Mine is very quiet and smooth, shooting it at 5 grains per pound and first time I shot it I shot a 596 on Vegas 3 spot. Like it very well.


----------



## jamesaf2870 (Apr 18, 2004)

*drenalin ld*

Has anyone had any problems with the lds they have received,ie. rattles not as smoth draw as some other mathews bow ect. thanks


----------



## Mike05 (Jan 10, 2005)

*Drenalin LD*

No problems in the 10 or 12 that I have seen in my local shop. The only thing I have seen is that the bow is so quiet and smooth that it makes you notice how loud the assecories are. I had a problem with my sight making noise until I loctite every bolt to make sure they where tight.


----------



## Billincamo (Dec 8, 2002)

No problems with LD, actually quiter and less vibration then my Drenalin.


----------



## AVENSTOKE (Dec 5, 2006)

Billincamo said:


> No problems with LD, actually quiter and less vibration then my Drenalin.


Ditto I've noticed mine is quieter than my drenalin also.


----------



## DRFrance (Feb 4, 2006)

*photo Drenalin LD*

SWEET ....








photos attached here.


----------



## kc hay seed (Jul 12, 2007)

what are they going for in your area?


----------



## sagecreek (Jul 15, 2003)

kc hay seed said:


> what are they going for in your area?


$709 here. :wink:

I just got mine in today, camo with black limbs.


----------



## deadx (Aug 6, 2002)

I just got mine in yesterday and set it up last night. From first impressions I am thinking this is my bow for the WAF 3 Star tour. I ordered mine @ 50 lbs and backed it off to 43 lbs. It has 80% let off. I can`t believe how light this long axle to axle bow is in the hand with all accessories attached! Mine is camo so I think a Dren LD in target color is next..........


----------



## IRISH_11 (Mar 13, 2004)

I too have just purchased a drenalin ld. I love the smooth draw and how quiet it is. I have shot it a few times but not a lot. I will be back home this weekend to finish setting it up and get some sticks through it. I was wanting to know what kind of speed I would get at 28" with a spec arrow? If I can reach the 290 fps. realm my 2 hoyt ultra-elites will be put to rest or sold! If the speed is there I will purchase another one in all black to shoot for 3-d.
Thanks


----------



## Dartonman (Sep 9, 2002)

Wouldn't dump the Hoyts just yet My LD is a nice shooting bow, but not real speedy 28" grained out @ high 270's


----------



## IRISH_11 (Mar 13, 2004)

That slow huh? Anybody else with some speed reports?


----------



## PB26 (Dec 31, 2006)

What about draw length? I hear that often Mathews bows come in a little long. I'm on the edge of ordering a black LD, but I wonder if I should order one at 1/2 less than my usual DL. 

Thanks.


----------



## Dartonman (Sep 9, 2002)

In fairness, I had twisted up the string to fit me @approx 27.75"

Otherwise, this is one of the smoothest, quietest bows I have shot in quite a while


----------



## Mike05 (Jan 10, 2005)

*Drenalin LD*

I would order the draw length that you need.

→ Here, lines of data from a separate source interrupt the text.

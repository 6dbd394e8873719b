//! Per-tick системы зеркального движка
//!
//! Реестр пар мутируют только эти системы. Остальные домены добавляют
//! объекты исключительно через событие AddTracked (spawner пуль,
//! инициализация уровня) — прямого доступа к карте пар у них нет.

use bevy::prelude::*;
use bevy_rapier2d::prelude::*;

use super::{transform as mirror_transform, MirrorPlane, MirrorVisual, ReflectedPairs};
use crate::components::VisualPrefab;
use crate::logger;

/// Event: взять original на зеркальный учёт
///
/// Повторная регистрация той же сущности игнорируется.
#[derive(Event, Debug, Clone, Copy)]
pub struct AddTracked(pub Entity);

/// System: регистрация новых отражаемых объектов
///
/// Спавнит mirror как минимальный визуальный bundle: Transform +
/// VisualPrefab оригинала + его collider как пассивный sensor. Никаких
/// поведенческих компонентов — это контракт, а не упущение.
///
/// Transform mirror-а берём у оригинала как есть: sync-проход того же
/// тика сразу перепишет его отражённым.
pub fn register_tracked(
    mut events: EventReader<AddTracked>,
    plane: Option<Res<MirrorPlane>>,
    mut pairs: ResMut<ReflectedPairs>,
    originals: Query<(&Transform, Option<&VisualPrefab>, Option<&Collider>), Without<MirrorVisual>>,
    mut commands: Commands,
    mut warned_missing_plane: Local<bool>,
) {
    if plane.is_none() {
        if !*warned_missing_plane {
            logger::log_warning("MirrorPlane not configured, mirroring disabled");
            *warned_missing_plane = true;
        }
        events.clear();
        return;
    }

    for AddTracked(original) in events.read().copied() {
        if pairs.contains(original) {
            continue;
        }

        // Оригинал уже умер между spawn-ом и регистрацией
        let Ok((transform, prefab, collider)) = originals.get(original) else {
            continue;
        };

        let mut mirror = commands.spawn((MirrorVisual { source: original }, *transform));

        if let Some(prefab) = prefab {
            mirror.insert(prefab.clone());
        }
        if let Some(collider) = collider {
            mirror.insert((collider.clone(), Sensor, ActiveEvents::COLLISION_EVENTS));
        }

        let mirror = mirror.id();
        pairs.insert(original, mirror);

        logger::log(&format!(
            "Mirror pair registered: original {:?} → mirror {:?} ({} tracked)",
            original,
            mirror,
            pairs.len()
        ));
    }
}

/// System: sweep мёртвых пар
///
/// Оригиналы уничтожаются кем угодно (коллизии, таймеры) в любой момент —
/// это не ошибка, а штатный режим. Sweep идемпотентен и безопасен каждый
/// тик; наружу StaleHandle никогда не поднимается.
pub fn reap_dead_pairs(
    mut pairs: ResMut<ReflectedPairs>,
    alive: Query<(), With<Transform>>,
    mut commands: Commands,
) {
    let orphaned_mirrors = pairs.sweep(|original| alive.contains(original), |mirror| alive.contains(mirror));

    for mirror in orphaned_mirrors {
        if let Ok(mut entity_commands) = commands.get_entity(mirror) {
            entity_commands.despawn();
            logger::log(&format!("Reaped orphaned mirror {:?}", mirror));
        }
    }
}

/// System: отражение всех зарегистрированных пар
///
/// Сначала farthest-нормализация: максимум |x - mirror_x| по всем живым
/// оригиналам этого тика (fallback-константа, если реестр пуст —
/// знаменатель никогда не ноль). Затем каждому mirror — отражённые
/// position/scale/rotation.
pub fn sync_mirror_transforms(
    plane: Option<Res<MirrorPlane>>,
    pairs: Res<ReflectedPairs>,
    originals: Query<&Transform, Without<MirrorVisual>>,
    mut mirrors: Query<&mut Transform, With<MirrorVisual>>,
    mut warned_missing_plane: Local<bool>,
) {
    let Some(plane) = plane else {
        if !*warned_missing_plane {
            logger::log_warning("MirrorPlane not configured, mirror sync skipped");
            *warned_missing_plane = true;
        }
        return;
    };

    let mut max_distance = 0.0_f32;
    for (original, _) in pairs.iter() {
        if let Ok(transform) = originals.get(original) {
            max_distance = max_distance.max((transform.translation.x - plane.mirror_x).abs());
        }
    }
    if max_distance <= f32::EPSILON {
        max_distance = plane.fallback_max_distance;
    }

    let rotation = plane.rotation_preset();

    for (original, mirror) in pairs.iter() {
        // Умершие между sweep-ами стороны пропускаем — их снимет следующий sweep
        let Ok(source) = originals.get(original) else {
            continue;
        };
        let Ok(mut target) = mirrors.get_mut(mirror) else {
            continue;
        };

        target.translation = mirror_transform::reflect_position(
            source.translation,
            plane.mirror_x,
            plane.x_movement_ratio,
            plane.x_inversion_scale,
            plane.reflected_y_offset,
        );

        let distance = (source.translation.x - plane.mirror_x).abs();
        let multiplier = mirror_transform::normalized_scale(
            distance,
            max_distance,
            plane.scale.min_scale,
            plane.scale.max_scale,
        );
        // Масштабируем X/Y оригинала, Z не трогаем
        target.scale = mirror_transform::reflect_scale(Vec3::new(
            source.scale.x * multiplier,
            source.scale.y * multiplier,
            source.scale.z,
        ));

        target.rotation = rotation;
    }
}
//! Тесты детерминизма симуляции
//!
//! Одинаковый seed и одинаковая последовательность тиков обязаны давать
//! побайтово идентичные снепшоты мира — иначе headless-прогоны и
//! engine bridge разойдутся.

use bevy::prelude::*;
use rand::Rng;

use mirrorveil_simulation::{
    components::MovementInput,
    config::{BoundsConfig, LevelConfig},
    create_headless_app,
    mirror::{AddTracked, MirrorPlane},
    player, run_fixed_ticks, shadow, world_snapshot, DeterministicRng,
};

#[test]
fn test_determinism_same_seed() {
    const SEED: u64 = 12345;
    const TICK_COUNT: usize = 300;

    let snapshot1 = run_simulation(SEED, TICK_COUNT);
    let snapshot2 = run_simulation(SEED, TICK_COUNT);

    assert_eq!(
        snapshot1, snapshot2,
        "Симуляция с одинаковым seed ({}) дала разные результаты!",
        SEED
    );
}

#[test]
fn test_determinism_multiple_runs() {
    const SEED: u64 = 42;
    const TICK_COUNT: usize = 200;

    let snapshots: Vec<_> = (0..3).map(|_| run_simulation(SEED, TICK_COUNT)).collect();

    for (i, snapshot) in snapshots.iter().enumerate().skip(1) {
        assert_eq!(
            snapshots[0], *snapshot,
            "Прогон {} дал результат отличный от прогона 0",
            i
        );
    }
}

/// Запускает сценарий и возвращает snapshot всех Transform
fn run_simulation(seed: u64, tick_count: usize) -> Vec<u8> {
    let mut app = create_headless_app(seed);

    let mut config = LevelConfig::default();
    config.player.bounds = BoundsConfig {
        min_x: -10.0,
        max_x: 10.0,
        min_y: -5.0,
        max_y: 5.0,
    };
    let config = config.sanitized();
    config.install(&mut app);

    let plane = app.world().resource::<MirrorPlane>().clone();
    let player_entity = app
        .world_mut()
        .spawn(player::player_bundle(&config.player))
        .id();
    app.world_mut()
        .spawn(shadow::shadow_bundle(&config.shadow, &plane, &config.player));

    // Препятствия из seeded RNG + зеркальный учёт
    let mut positions = Vec::new();
    {
        let world = app.world_mut();
        let mut rng = world.resource_mut::<DeterministicRng>();
        for _ in 0..5 {
            let x = rng.rng.gen_range(-8.0..-1.0);
            let y = rng.rng.gen_range(-4.0..4.0);
            positions.push(Vec2::new(x, y));
        }
    }
    for position in positions {
        let obstacle = app
            .world_mut()
            .spawn(shadow::obstacle_bundle(position, Vec2::new(0.4, 0.4)))
            .id();
        app.world_mut().send_event(AddTracked(obstacle));
    }

    app.update();

    // Игрок двигается по диагонали — upstream для тени и farthest-нормализации
    app.world_mut()
        .get_mut::<MovementInput>(player_entity)
        .unwrap()
        .direction = Vec2::new(-1.0, 0.6);

    run_fixed_ticks(&mut app, tick_count);

    world_snapshot::<Transform>(app.world_mut())
}
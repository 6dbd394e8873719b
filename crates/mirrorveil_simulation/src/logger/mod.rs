//! Pluggable logger для симуляции
//!
//! Engine bridge (рендер/аудио-слой) устанавливает свой LogPrinter через
//! set_logger; headless-запуски используют ConsoleLogger. Timestamp и
//! level-фильтр добавляются здесь, а не в принтере.

use once_cell::sync::Lazy;
use std::sync::Mutex;

// Потокобезопасный глобальный logger
static LOGGER: Lazy<Mutex<Option<Box<dyn LogPrinter>>>> = Lazy::new(|| Mutex::new(None));

static LOGGER_LEVEL: Lazy<Mutex<LogLevel>> = Lazy::new(|| Mutex::new(LogLevel::Debug));

pub fn set_logger(logger: Box<dyn LogPrinter>) {
    *LOGGER.lock().unwrap() = Some(logger);
}

pub fn set_log_level(level: LogLevel) {
    *LOGGER_LEVEL.lock().unwrap() = level;
}

pub fn set_logger_if_needed(logger: Box<dyn LogPrinter>) {
    if LOGGER.lock().unwrap().is_none() {
        set_logger(logger);
    }
}

#[derive(Debug, Clone, Copy, PartialEq, Eq, PartialOrd, Ord)]
pub enum LogLevel {
    Debug,
    Info,
    Warning,
    Error,
}

impl LogLevel {
    pub fn as_str(&self) -> &str {
        match self {
            LogLevel::Debug => "DEBUG",
            LogLevel::Info => "INFO",
            LogLevel::Warning => "WARNING",
            LogLevel::Error => "ERROR",
        }
    }
}

pub trait LogPrinter: Send + Sync {
    fn print(&self, level: LogLevel, message: &str);
}

pub fn log(message: &str) {
    log_with_level(LogLevel::Debug, message);
}

pub fn log_info(message: &str) {
    log_with_level(LogLevel::Info, message);
}

pub fn log_warning(message: &str) {
    log_with_level(LogLevel::Warning, message);
}

pub fn log_error(message: &str) {
    log_with_level(LogLevel::Error, message);
}

pub fn log_with_level(level: LogLevel, message: &str) {
    // Фильтр по уровню, затем timestamp (не в принтере — bridge его не дублирует)
    if level < *LOGGER_LEVEL.lock().unwrap() {
        return;
    }
    if let Some(logger) = LOGGER.lock().unwrap().as_ref() {
        let timestamp = chrono::Local::now().format("%Y-%m-%d %H:%M:%S%.3f");
        logger.print(level, &format!("[{}] {}", timestamp, message));
    }
}

struct ConsoleLogger;

impl LogPrinter for ConsoleLogger {
    fn print(&self, level: LogLevel, message: &str) {
        println!("[{}] {}", level.as_str(), message);
    }
}

pub fn init_logger() {
    set_logger_if_needed(Box::new(ConsoleLogger));
}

If it comes in alittle different it is because the wheel is not in the proper position which is easy to fix by twisting or un twisting the string and cable.


----------



## Droptine (Feb 10, 2003)

Mine is 28 inch 65% and it shot 292 grained out or a couple grains heavy.


----------



## aimhard (Jul 28, 2002)

My Dren LD equals my LX in speed, set up identical, except that the LD is 65% and the LX is 80%.


----------



## Greg29651 (Jun 12, 2007)

Why is it that this site can't have a post concerning Mathews bows without people saying "I heard this and that bad thing about that bow". Just because someone said something doesn't make it fact! I also wonder how many actually heard the RUMOR and how many are just knocking Mathews!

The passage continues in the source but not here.